Saved entries
====

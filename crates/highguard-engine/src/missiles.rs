//! Multi-round missile tracking.
//!
//! Missiles close one range band per round until they reach `Adjacent`
//! and are handed back for impact resolution, or are destroyed by point
//! defense first. A missile belongs to exactly one session and is never
//! referenced after removal.

use serde::{Deserialize, Serialize};

use highguard_core::rules;
use highguard_core::state::MissileView;
use highguard_core::types::{CombatantId, RangeBand};

use crate::dice::Dice;

/// A missile in flight toward its target.
#[derive(Debug, Clone, PartialEq, Eq, Serialize, Deserialize)]
pub struct Missile {
    pub id: u32,
    pub attacker: CombatantId,
    pub target: CombatantId,
    pub current_range: RangeBand,
    pub launched_round: u32,
    /// Rounds remaining until the missile reaches `Adjacent`.
    pub turns_to_impact: u32,
}

impl Missile {
    pub fn view(&self) -> MissileView {
        MissileView {
            id: self.id,
            attacker: self.attacker,
            target: self.target,
            range: self.current_range,
            launched_round: self.launched_round,
            turns_to_impact: self.turns_to_impact,
        }
    }
}

/// A missile's movement at a round boundary.
#[derive(Debug, Clone)]
pub enum MissileAdvance {
    /// Closed one band, still in flight.
    Moved {
        id: u32,
        old_range: RangeBand,
        new_range: RangeBand,
    },
    /// Reached `Adjacent`; removed from tracking, impact pending.
    Impacting(Missile),
}

/// Outcome of a point-defense attempt against a tracked missile.
#[derive(Debug, Clone, Copy)]
pub struct PointDefenseOutcome {
    pub missile_id: u32,
    pub destroyed: bool,
    /// Raw 2d6 roll.
    pub roll: i32,
    /// Roll plus gunnery.
    pub total: i32,
}

/// Per-session tracker for missiles in flight.
#[derive(Debug, Clone, Default, PartialEq, Eq, Serialize, Deserialize)]
pub struct MissileTracker {
    missiles: Vec<Missile>,
    next_id: u32,
}

impl MissileTracker {
    /// Put a new missile in flight at the session's current range.
    pub fn launch(
        &mut self,
        attacker: CombatantId,
        target: CombatantId,
        current_range: RangeBand,
        round: u32,
    ) -> Missile {
        let id = self.next_id;
        self.next_id += 1;
        let missile = Missile {
            id,
            attacker,
            target,
            current_range,
            launched_round: round,
            turns_to_impact: current_range.bands_to_adjacent(),
        };
        self.missiles.push(missile.clone());
        missile
    }

    /// Move every live missile one band closer. Missiles reaching
    /// `Adjacent` are removed from tracking and returned for impact
    /// resolution; the rest report their movement.
    pub fn advance_round(&mut self) -> Vec<MissileAdvance> {
        let mut advances = Vec::new();
        let mut in_flight = Vec::new();
        for mut missile in self.missiles.drain(..) {
            let old_range = missile.current_range;
            missile.current_range = old_range.closer();
            missile.turns_to_impact = missile.turns_to_impact.saturating_sub(1);
            if missile.current_range == RangeBand::Adjacent {
                advances.push(MissileAdvance::Impacting(missile));
            } else {
                advances.push(MissileAdvance::Moved {
                    id: missile.id,
                    old_range,
                    new_range: missile.current_range,
                });
                in_flight.push(missile);
            }
        }
        self.missiles = in_flight;
        advances
    }

    /// Opposed point-defense check: 2d6 + gunnery vs the point-defense
    /// target number. On success the missile is destroyed and removed.
    /// `None` when the id is not tracked.
    pub fn point_defense(
        &mut self,
        missile_id: u32,
        gunnery: i32,
        dice: &mut Dice,
    ) -> Option<PointDefenseOutcome> {
        let index = self.missiles.iter().position(|m| m.id == missile_id)?;
        let roll = dice.roll_2d6();
        let total = roll.total + gunnery;
        let destroyed = total >= rules::POINT_DEFENSE_THRESHOLD;
        if destroyed {
            self.missiles.remove(index);
        }
        Some(PointDefenseOutcome {
            missile_id,
            destroyed,
            roll: roll.total,
            total,
        })
    }

    /// The tracked missile with this id, if still in flight.
    pub fn get(&self, missile_id: u32) -> Option<&Missile> {
        self.missiles.iter().find(|m| m.id == missile_id)
    }

    /// Missiles inbound on the given combatant.
    pub fn incoming(&self, target: CombatantId) -> impl Iterator<Item = &Missile> {
        self.missiles.iter().filter(move |m| m.target == target)
    }

    pub fn iter(&self) -> impl Iterator<Item = &Missile> {
        self.missiles.iter()
    }

    pub fn len(&self) -> usize {
        self.missiles.len()
    }

    pub fn is_empty(&self) -> bool {
        self.missiles.is_empty()
    }
}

====

WORK TO BE COMPLETED
Search the entries for the word "rules" and copy every line that has it.

RESPONSE TO THIS EXERCISE
use highguard_core::rules;
        let destroyed = total >= rules::POINT_DEFENSE_THRESHOLD;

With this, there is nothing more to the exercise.